▸ **Prompt**: Scan the records below. Report the number of lines containing the word "LaunchArgs", and nothing more.
+++ Data +++
use clap::Parser;
use std::process;
use verdict_scraper::cli::{args::Args, commands};

fn main() {
    let args = Args::parse();

    // If no subcommand was provided, show help and available commands
    if args.command.is_none() {
        show_help_and_commands();
        process::exit(0);
    }

    if let Err(error) = commands::shared::setup_logging(&args.global) {
        eprintln!("Error: {:#}", error);
        process::exit(1);
    }

    match commands::run(args) {
        Ok(()) => process::exit(0),
        Err(error) => {
            eprintln!("Error: {:#}", error);
            process::exit(1);
        }
    }
}

/// Show help information and available commands when no subcommand is provided
fn show_help_and_commands() {
    println!("Verdict Scraper - Administrative Court Verdict Harvester");
    println!("========================================================");
    println!();
    println!("Harvests verdict listings from the administrative justice search portal,");
    println!("downloads the listed documents and computes statistics over them.");
    println!();
    println!("USAGE:");
    println!("    verdict-scraper [OPTIONS] <COMMAND>");
    println!();
    println!("COMMANDS:");
    println!("    harvest     Walk the search results and write the year's listing");
    println!("    fetch       Download the documents of one or more yearly listings");
    println!("    analyze     Compute statistics over the downloaded year directories");
    println!("    help        Show this help message or help for specific commands");
    println!();
    println!("OPTIONS:");
    println!("    -c, --config <FILE>    Configuration file (YAML)");
    println!("    -v, --verbose          Increase logging verbosity");
    println!("    -q, --quiet            Suppress output except errors");
    println!("    -h, --help             Show help information");
    println!("    -V, --version          Show version information");
    println!();
    println!("EXAMPLES:");
    println!("    verdict-scraper harvest \"appalt*\" 2023");
    println!("    verdict-scraper fetch 2021 --until 2023");
    println!("    verdict-scraper analyze");
    println!();
    println!("For detailed help on any command, use:");
    println!("    verdict-scraper <COMMAND> --help");
}
//! Listing harvester service
//!
//! Walks the paginated search results for one query and year and appends
//! one listing row per verdict to the year's CSV file.
//!
//! The walk is an explicit loop over [`PaginationState`]: page 0 resolves
//! the result and page totals, every page is parsed and its records appended
//! as soon as it arrives, and the header is prepended once the last page has
//! been written. A run requesting more pages than `max_pages` aborts.

use crate::app::services::portal::{SearchPortal, SearchRequest};
use crate::config::Config;
use crate::{Error, Result};
use std::fs;
use std::path::PathBuf;
use tracing::{debug, info};

pub mod listing_file;
pub mod page_parser;
pub mod pagination;

#[cfg(test)]
pub mod tests;

pub use listing_file::ListingFile;
pub use page_parser::{LastPage, PageParser, RecordExtraction, ResultsPage};
pub use pagination::PaginationState;

/// Outcome of one harvest run
#[derive(Debug, Clone, PartialEq, Eq)]
pub struct HarvestStats {
    /// Listing file written by the run
    pub output: PathBuf,
    /// Results reported by the portal
    pub total_results: u64,
    /// Last page index reported by the portal
    pub total_pages: u32,
    /// Page indices requested, in order
    pub pages_visited: Vec<u32>,
    /// Records parsed across all pages
    pub records_parsed: u64,
    /// Rows appended to the listing
    pub records_written: usize,
    /// Records with at least one field missing
    pub incomplete_records: usize,
}

impl HarvestStats {
    fn new(output: PathBuf) -> Self {
        Self {
            output,
            total_results: 0,
            total_pages: 0,
            pages_visited: Vec::new(),
            records_parsed: 0,
            records_written: 0,
            incomplete_records: 0,
        }
    }
}

/// Harvester driving a [`SearchPortal`] page by page
pub struct ListingHarvester<P: SearchPortal> {
    config: Config,
    portal: P,
    parser: PageParser,
}

impl<P: SearchPortal> ListingHarvester<P> {
    pub fn new(config: Config, portal: P) -> Self {
        Self {
            config,
            portal,
            parser: PageParser::new(),
        }
    }

    /// Harvest every result page of `query` for `year`
    ///
    /// `page_increment` is the jump applied after page 0; with any value
    /// other than 1 the records of page 0 are not written.
    pub fn harvest(&mut self, query: &str, year: i32, page_increment: u32) -> Result<HarvestStats> {
        if page_increment == 0 {
            return Err(Error::configuration("Page increment must be at least 1"));
        }

        let listing = ListingFile::new(self.config.listing_path(year));
        if let Some(parent) = listing.path().parent() {
            if !parent.as_os_str().is_empty() {
                fs::create_dir_all(parent).map_err(|e| {
                    Error::io(format!("Failed to create {}", parent.display()), e)
                })?;
            }
        }

        let year_dir = self.config.year_dir(year);
        fs::create_dir_all(&year_dir)
            .map_err(|e| Error::io(format!("Failed to create {}", year_dir.display()), e))?;

        let request = SearchRequest::new(query, year, &self.config);
        let mut state = PaginationState::new(page_increment);
        let mut stats = HarvestStats::new(listing.path().to_path_buf());

        info!("Harvesting '{}' for {} into {}", query, year, listing.path().display());

        loop {
            if stats.pages_visited.len() as u32 >= self.config.max_pages {
                return Err(Error::page_limit_exceeded(
                    stats.pages_visited.len() as u32 + 1,
                    self.config.max_pages,
                ));
            }

            let html = self.portal.fetch_page(&request, state.page)?;
            stats.pages_visited.push(state.page);
            let page = self.parser.parse(&html);

            if !state.is_resolved() {
                state.resolve(page.total_results, &page.last_page);
                info!("Results found: {}", state.total_results);
                info!("Paging: {}", self.config.paging);
                info!("Page shift: {}", state.page_increment);
                info!("Total pages to parse: {}", state.total_pages);
            }

            state.record_page(page.records.len());
            stats.records_parsed += page.records.len() as u64;
            debug!("Articles on page {}: {}", state.page, state.local_count);

            for extraction in page.records.iter().filter(|e| !e.is_complete()) {
                stats.incomplete_records += 1;
                debug!(
                    "Record without {:?}: {}",
                    extraction.missing,
                    extraction.record.url.as_deref().unwrap_or("<no url>")
                );
            }

            if state.keeps_current_page() {
                let records: Vec<_> = page.records.into_iter().map(|e| e.record).collect();
                stats.records_written += listing.append_page(state.page, &records)?;
            } else {
                debug!("Skipping records of page {}", state.page);
            }

            info!(
                "Page {}/{}: {} articles, {} in total",
                state.page, state.total_pages, state.local_count, state.global_count
            );

            if state.advance().is_none() {
                break;
            }
        }

        listing.finalize()?;

        stats.total_results = state.total_results;
        stats.total_pages = state.total_pages;
        info!(
            "Harvest of {} finished: {} rows in {}",
            year,
            stats.records_written,
            listing.path().display()
        );
        Ok(stats)
    }

    /// Configuration in use
    pub fn config(&self) -> &Config {
        &self.config
    }

    /// Consume the harvester and return its portal
    pub fn into_portal(self) -> P {
        self.portal
    }
}
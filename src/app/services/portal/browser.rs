//! Stateful browsing session
//!
//! A blocking HTTP client with a cookie store that remembers the last page
//! it loaded, so forms can be selected from it and links followed relative
//! to it.

use super::form::{FormMethod, HtmlForm};
use crate::constants::USER_AGENT;
use crate::{Error, Result};
use reqwest::blocking::{Client, Response};
use scraper::{Html, Selector};
use tracing::debug;
use url::Url;

/// Last page loaded by the session
#[derive(Debug, Clone)]
pub struct Page {
    pub url: Url,
    pub body: String,
}

/// Browser-like session against the search portal
pub struct Browser {
    client: Client,
    current: Option<Page>,
}

impl Browser {
    /// Create a session with an empty cookie jar
    pub fn new() -> Result<Self> {
        let client = Client::builder()
            .user_agent(USER_AGENT)
            .cookie_store(true)
            .build()
            .map_err(|e| Error::http("Failed to build HTTP client", e))?;

        Ok(Self {
            client,
            current: None,
        })
    }

    /// URL of the currently loaded page
    pub fn url(&self) -> Option<&Url> {
        self.current.as_ref().map(|p| &p.url)
    }

    /// Load a page by absolute URL
    pub fn open(&mut self, url: &str) -> Result<&Page> {
        let url = Url::parse(url)
            .map_err(|e| Error::configuration(format!("Invalid URL '{}': {}", url, e)))?;

        debug!("GET {}", url);
        let response = self
            .client
            .get(url.clone())
            .send()
            .map_err(|e| Error::http(format!("Failed to open {}", url), e))?;

        self.load(response)
    }

    /// Follow the first link whose `href` contains `fragment`
    pub fn follow_link(&mut self, fragment: &str) -> Result<&Page> {
        let page = self
            .current
            .as_ref()
            .ok_or_else(|| Error::link_not_found(fragment, "<no page loaded>"))?;

        let target = find_link(&page.body, fragment)
            .ok_or_else(|| Error::link_not_found(fragment, page.url.as_str()))?;
        let url = page.url.join(&target).map_err(|e| {
            Error::configuration(format!("Invalid link '{}': {}", target, e))
        })?;

        self.open(url.as_str())
    }

    /// Select a form by `id` from the current page
    pub fn select_form(&self, form_id: &str) -> Result<HtmlForm> {
        let page = self
            .current
            .as_ref()
            .ok_or_else(|| Error::form_not_found(form_id, "<no page loaded>"))?;

        HtmlForm::from_page(&page.body, form_id)?
            .ok_or_else(|| Error::form_not_found(form_id, page.url.as_str()))
    }

    /// Submit a form and load the response as the current page
    pub fn submit(&mut self, form: &HtmlForm) -> Result<&Page> {
        let base = self
            .url()
            .cloned()
            .ok_or_else(|| Error::form_not_found(form.id(), "<no page loaded>"))?;
        let action = form.action_url(&base)?;
        let pairs = form.pairs();

        debug!("{:?} {} ({} fields)", form.method(), action, pairs.len());
        let request = match form.method() {
            FormMethod::Post => self.client.post(action.clone()).form(&pairs),
            FormMethod::Get => self.client.get(action.clone()).query(&pairs),
        };
        let response = request
            .header(reqwest::header::REFERER, base.as_str())
            .send()
            .map_err(|e| Error::http(format!("Failed to submit form to {}", action), e))?;

        self.load(response)
    }

    fn load(&mut self, response: Response) -> Result<&Page> {
        let response = response
            .error_for_status()
            .map_err(|e| Error::http("Portal returned an error status", e))?;
        let url = response.url().clone();
        let body = response
            .text()
            .map_err(|e| Error::http(format!("Failed to read body of {}", url), e))?;

        debug!("Loaded {} ({} bytes)", url, body.len());
        Ok(self.current.insert(Page { url, body }))
    }
}

/// `href` of the first anchor containing `fragment`
fn find_link(html: &str, fragment: &str) -> Option<String> {
    let document = Html::parse_document(html);
    let anchors = Selector::parse("a[href]").unwrap();

    document
        .select(&anchors)
        .filter_map(|a| a.value().attr("href"))
        .find(|href| href.contains(fragment))
        .map(str::to_string)
}
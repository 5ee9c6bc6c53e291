use std::time::Duration;

use binder::provision::build_stream_url;
use binder::{BootstrapConfig, ProvisionClient, SessionHandle};
use tracing::info;

use crate::error::Result;

/// Provisions a session; the explicit timeout wins over the configured one.
pub async fn execute(binder_url: &str, provision_timeout_ms: Option<u64>, config: &BootstrapConfig) -> Result<SessionHandle> {
	let http = super::http_client(config)?;
	let client = ProvisionClient::new(http).with_log_repeated_messages(config.log_repeated_messages);
	let build_url = build_stream_url(binder_url);
	let limit = provision_timeout_ms.map(Duration::from_millis).or(config.provision_timeout());

	info!(target = "binder.cli", url = %build_url, "provisioning");
	Ok(client.request_session_within(&build_url, limit).await?)
}
//! Launch phase tracking and publication into the UI state container.

use async_trait::async_trait;
use binder_protocol::LaunchPhase;
use parking_lot::Mutex;
use serde::Serialize;
use tracing::{debug, warn};

use crate::error::Result;
use crate::session::SessionHandle;

/// One atomic write into the state container.
///
/// Fields left as `None` are untouched by the update.
#[derive(Debug, Clone, Default, PartialEq, Serialize)]
pub struct StateUpdate {
	#[serde(skip_serializing_if = "Option::is_none")]
	pub phase: Option<LaunchPhase>,
	#[serde(skip_serializing_if = "Option::is_none")]
	pub disable_ui: Option<bool>,
	#[serde(skip_serializing_if = "Option::is_none")]
	pub session: Option<SessionHandle>,
	#[serde(skip_serializing_if = "Option::is_none")]
	pub document_id: Option<String>,
}

impl StateUpdate {
	pub fn phase(phase: LaunchPhase) -> Self {
		Self {
			phase: Some(phase),
			..Default::default()
		}
	}

	pub fn with_session(mut self, session: SessionHandle) -> Self {
		self.session = Some(session);
		self
	}

	pub fn with_document_id(mut self, document_id: impl Into<String>) -> Self {
		self.document_id = Some(document_id.into());
		self
	}
}

/// External state container the launch progress is written into.
#[async_trait]
pub trait StateSink: Send + Sync {
	/// Applies `update`; resolves once the write is acknowledged.
	async fn apply(&self, update: StateUpdate) -> Result<()>;

	/// Surfaces a user-facing failure notice.
	async fn alert(&self, message: &str);
}

/// Holds the current phase and publishes each advance.
///
/// Regressions are not rejected here; callers are expected to advance in
/// order and a lower phase only produces a warning.
pub struct PhaseTracker<'a> {
	sink: &'a dyn StateSink,
	current: Mutex<LaunchPhase>,
}

impl<'a> PhaseTracker<'a> {
	pub fn new(sink: &'a dyn StateSink) -> Self {
		Self {
			sink,
			current: Mutex::new(LaunchPhase::WaitingForUser),
		}
	}

	pub fn current(&self) -> LaunchPhase {
		*self.current.lock()
	}

	/// Sets `phase` with no other payload.
	pub async fn advance(&self, phase: LaunchPhase) -> Result<()> {
		self.publish(StateUpdate::phase(phase)).await
	}

	/// Sets the phase carried by `update` together with its payload.
	///
	/// Entering [`LaunchPhase::Requesting`] also clears the blocking-UI flag.
	pub async fn publish(&self, mut update: StateUpdate) -> Result<()> {
		if let Some(phase) = update.phase {
			let previous = self.current();
			if phase < previous {
				warn!(target = "binder.phase", from = %previous, to = %phase, "launch phase moved backwards");
			}
			if phase == LaunchPhase::Requesting && update.disable_ui.is_none() {
				update.disable_ui = Some(false);
			}
		}

		self.sink.apply(update.clone()).await?;

		if let Some(phase) = update.phase {
			*self.current.lock() = phase;
			debug!(target = "binder.phase", phase = %phase, progress = phase.value(), "launch phase advanced");
		}
		Ok(())
	}
}

#[cfg(test)]
mod tests {
	use super::*;
	use crate::fake::RecordingState;

	#[tokio::test]
	async fn requesting_clears_blocking_ui() {
		let state = RecordingState::new();
		let tracker = PhaseTracker::new(&state);
		tracker.advance(LaunchPhase::Requesting).await.unwrap();

		let updates = state.updates();
		assert_eq!(updates.len(), 1);
		assert_eq!(updates[0].disable_ui, Some(false));
		assert_eq!(tracker.current(), LaunchPhase::Requesting);
	}

	#[tokio::test]
	async fn later_phases_leave_ui_flag_alone() {
		let state = RecordingState::new();
		let tracker = PhaseTracker::new(&state);
		tracker.advance(LaunchPhase::Created).await.unwrap();
		assert_eq!(state.updates()[0].disable_ui, None);
	}

	#[tokio::test]
	async fn regression_is_applied_but_not_blocked() {
		let state = RecordingState::new();
		let tracker = PhaseTracker::new(&state);
		tracker.advance(LaunchPhase::NotebookRunning).await.unwrap();
		tracker.advance(LaunchPhase::Created).await.unwrap();
		assert_eq!(tracker.current(), LaunchPhase::Created);
		assert_eq!(state.phases(), vec![LaunchPhase::NotebookRunning, LaunchPhase::Created]);
	}

	#[tokio::test]
	async fn failed_write_keeps_previous_phase() {
		let state = RecordingState::new();
		state.fail_writes(true);
		let tracker = PhaseTracker::new(&state);
		assert!(tracker.advance(LaunchPhase::Requesting).await.is_err());
		assert_eq!(tracker.current(), LaunchPhase::WaitingForUser);
	}
}
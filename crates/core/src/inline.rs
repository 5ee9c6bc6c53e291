//! Inline `data:` notebook sources and subresource-integrity checks.

use base64::Engine;
use base64::engine::general_purpose::STANDARD;
use sha2::{Digest, Sha256, Sha384, Sha512};

use crate::error::{Error, Result};

/// Whether `source` is a self-contained `data:` reference.
pub fn is_data_uri(source: &str) -> bool {
	source.get(..5).is_some_and(|scheme| scheme.eq_ignore_ascii_case("data:"))
}

/// Decodes the payload of a `data:[<mediatype>][;base64],<data>` URI.
pub fn decode_data_uri(source: &str) -> Result<Vec<u8>> {
	if !is_data_uri(source) {
		return Err(invalid("not a data: URI"));
	}
	let (header, payload) = source[5..].split_once(',').ok_or_else(|| invalid("data: URI without a comma"))?;
	let payload = payload.split('#').next().unwrap_or_default();

	let is_base64 = header.trim_end().to_ascii_lowercase().ends_with(";base64");

	let bytes = urlencoding::decode_binary(payload.as_bytes()).into_owned();
	if !is_base64 {
		return Ok(bytes);
	}

	let compact: Vec<u8> = bytes.into_iter().filter(|b| !b.is_ascii_whitespace()).collect();
	STANDARD.decode(&compact).map_err(|e| invalid(&format!("bad base64 payload: {e}")))
}

/// Checks `bytes` against an SRI metadata string such as `sha256-<base64>`.
///
/// As in browsers, only the strongest listed algorithm is considered and any
/// one matching digest of that algorithm passes. Metadata naming no supported
/// algorithm passes unchecked.
pub fn verify_integrity(bytes: &[u8], integrity: &str) -> Result<()> {
	let entries: Vec<(Algorithm, &str)> = integrity
		.split_whitespace()
		.filter_map(|token| {
			let (alg, rest) = token.split_once('-')?;
			let digest = rest.split('?').next().unwrap_or(rest);
			Some((Algorithm::parse(alg)?, digest))
		})
		.collect();

	let Some(strongest) = entries.iter().map(|(alg, _)| *alg).max() else {
		return Ok(());
	};

	let actual = STANDARD.encode(strongest.digest(bytes));
	if entries.iter().any(|(alg, expected)| *alg == strongest && *expected == actual) {
		return Ok(());
	}

	let expected = entries
		.iter()
		.filter(|(alg, _)| *alg == strongest)
		.map(|(alg, digest)| format!("{}-{}", alg.name(), digest))
		.collect::<Vec<_>>()
		.join(" ");
	Err(Error::IntegrityMismatch {
		expected,
		actual: format!("{}-{}", strongest.name(), actual),
	})
}

#[derive(Debug, Clone, Copy, PartialEq, Eq, PartialOrd, Ord)]
enum Algorithm {
	Sha256,
	Sha384,
	Sha512,
}

impl Algorithm {
	fn parse(name: &str) -> Option<Self> {
		match name.to_ascii_lowercase().as_str() {
			"sha256" => Some(Algorithm::Sha256),
			"sha384" => Some(Algorithm::Sha384),
			"sha512" => Some(Algorithm::Sha512),
			_ => None,
		}
	}

	fn name(self) -> &'static str {
		match self {
			Algorithm::Sha256 => "sha256",
			Algorithm::Sha384 => "sha384",
			Algorithm::Sha512 => "sha512",
		}
	}

	fn digest(self, bytes: &[u8]) -> Vec<u8> {
		match self {
			Algorithm::Sha256 => Sha256::digest(bytes).to_vec(),
			Algorithm::Sha384 => Sha384::digest(bytes).to_vec(),
			Algorithm::Sha512 => Sha512::digest(bytes).to_vec(),
		}
	}
}

fn invalid(reason: &str) -> Error {
	Error::InvalidDocumentSource { reason: reason.to_string() }
}

#[cfg(test)]
mod tests {
	use super::*;

	const NOTEBOOK: &str = "### A Pluto.jl notebook ###\n";

	fn sri(alg: &str, bytes: &[u8]) -> String {
		let digest = match alg {
			"sha256" => Sha256::digest(bytes).to_vec(),
			"sha384" => Sha384::digest(bytes).to_vec(),
			_ => Sha512::digest(bytes).to_vec(),
		};
		format!("{alg}-{}", STANDARD.encode(digest))
	}

	#[test]
	fn decodes_base64_payload() {
		let uri = format!("data:text/julia;base64,{}", STANDARD.encode(NOTEBOOK));
		assert_eq!(decode_data_uri(&uri).unwrap(), NOTEBOOK.as_bytes());
	}

	#[test]
	fn decodes_percent_encoded_payload() {
		let uri = "data:text/plain,%23%23%23%20A%20Pluto.jl%20notebook%20%23%23%23%0A";
		assert_eq!(decode_data_uri(uri).unwrap(), NOTEBOOK.as_bytes());
	}

	#[test]
	fn base64_needs_its_own_parameter() {
		assert_eq!(decode_data_uri("data:base64,SGk=").unwrap(), b"SGk=");
		assert_eq!(decode_data_uri("data:;BASE64,SGk=").unwrap(), b"Hi");
	}

	#[test]
	fn detects_scheme_case_insensitively() {
		assert!(is_data_uri("DATA:,x"));
		assert!(!is_data_uri("notebooks/data:x.jl"));
		assert!(!is_data_uri("dat"));
	}

	#[test]
	fn rejects_malformed_uris() {
		assert!(matches!(decode_data_uri("data:text/plain"), Err(Error::InvalidDocumentSource { .. })));
		assert!(decode_data_uri("data:;base64,@@@").is_err());
	}

	#[test]
	fn integrity_accepts_matching_digest() {
		let bytes = NOTEBOOK.as_bytes();
		verify_integrity(bytes, &sri("sha256", bytes)).unwrap();
		verify_integrity(bytes, &format!("{} {}", sri("sha256", b"other"), sri("sha384", bytes))).unwrap();
	}

	#[test]
	fn integrity_uses_strongest_algorithm_only() {
		let bytes = NOTEBOOK.as_bytes();
		let metadata = format!("{} {}", sri("sha256", bytes), sri("sha512", b"tampered"));
		assert!(matches!(verify_integrity(bytes, &metadata), Err(Error::IntegrityMismatch { .. })));
	}

	#[test]
	fn integrity_ignores_unknown_algorithms() {
		verify_integrity(b"anything", "md5-abcdef").unwrap();
	}
}
use std::sync::Arc;

use binder::{BootstrapConfig, HandshakeOutcome, LaunchParams, Launcher, SessionHandle, WebSocketConnector};
use colored::Colorize;
use tracing::{info, warn};
use url::Url;

use crate::cli::LaunchArgs;
use crate::error::{CliError, Result};
use crate::state::{ConsoleNavigator, ConsoleState};

pub async fn execute(args: &LaunchArgs, config: BootstrapConfig) -> Result<()> {
	let page_url = args
		.page_url
		.as_deref()
		.map(Url::parse)
		.transpose()
		.map_err(|e| CliError::InvalidArgument(format!("--page-url: {e}")))?;
	let params = LaunchParams::new(&args.binder_url, &args.notebook)
		.with_integrity(args.integrity.clone())
		.with_page_url(page_url);

	info!(target = "binder.cli", binder_url = %args.binder_url, notebook = %args.notebook, "launching");

	let http = super::http_client(&config)?;
	let state = Arc::new(ConsoleState::new());
	let navigator = ConsoleNavigator::new();
	let launcher = Launcher::with_client(http, config, state, Arc::new(navigator.clone()));

	let launch = match launcher.bootstrap(&params, &WebSocketConnector).await {
		Ok(launch) => launch,
		Err(failure) => {
			if let Some(hook) = failure.shutdown.as_ref().filter(|_| args.shutdown_after) {
				if let Err(err) = hook.shutdown().await {
					warn!(target = "binder.cli", error = %err, "shutdown after failed launch did not succeed");
				}
			}
			return Err(failure.into());
		}
	};

	println!("{} {}", "session:".bold(), SessionHandle::redact(launch.session.session_url()));
	println!("{} {}", "notebook:".bold(), launch.document.document_id);
	if !launch.document.verified {
		println!("{}", "warning: no open request succeeded; notebook id is unverified".yellow());
	}

	match launch.connection {
		HandshakeOutcome::Live(channel) => {
			println!("{} {}", "live:".green().bold(), SessionHandle::redact(channel.url()));
			channel.close().await?;
		}
		HandshakeOutcome::Redirected(url) => {
			println!("{} {}", "editor:".yellow().bold(), url);
		}
	}

	if args.shutdown_after {
		launch.shutdown.shutdown().await?;
		println!("{}", "session shut down".dimmed());
	}
	Ok(())
}
mod launch;
pub mod provision;
mod shutdown;

use binder::BootstrapConfig;

use crate::cli::Commands;
use crate::config::apply_launch_flags;
use crate::error::Result;

pub async fn dispatch(command: Commands, config: BootstrapConfig) -> Result<()> {
	match command {
		Commands::Launch(args) => {
			let config = apply_launch_flags(config, &args);
			launch::execute(&args, config).await
		}
		Commands::Provision {
			binder_url,
			provision_timeout_ms,
		} => {
			let session = provision::execute(&binder_url, provision_timeout_ms, &config).await?;
			println!("{}", session.session_url());
			println!("{}", session.token());
			Ok(())
		}
		Commands::Shutdown { session_url, token } => shutdown::execute(&session_url, &token, &config).await,
	}
}

pub(crate) fn http_client(config: &BootstrapConfig) -> Result<reqwest::Client> {
	reqwest::Client::builder()
		.connect_timeout(config.connect_timeout())
		.build()
		.map_err(|e| binder::Error::Client(e).into())
}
+++
▸ **Response to the exercise**: 2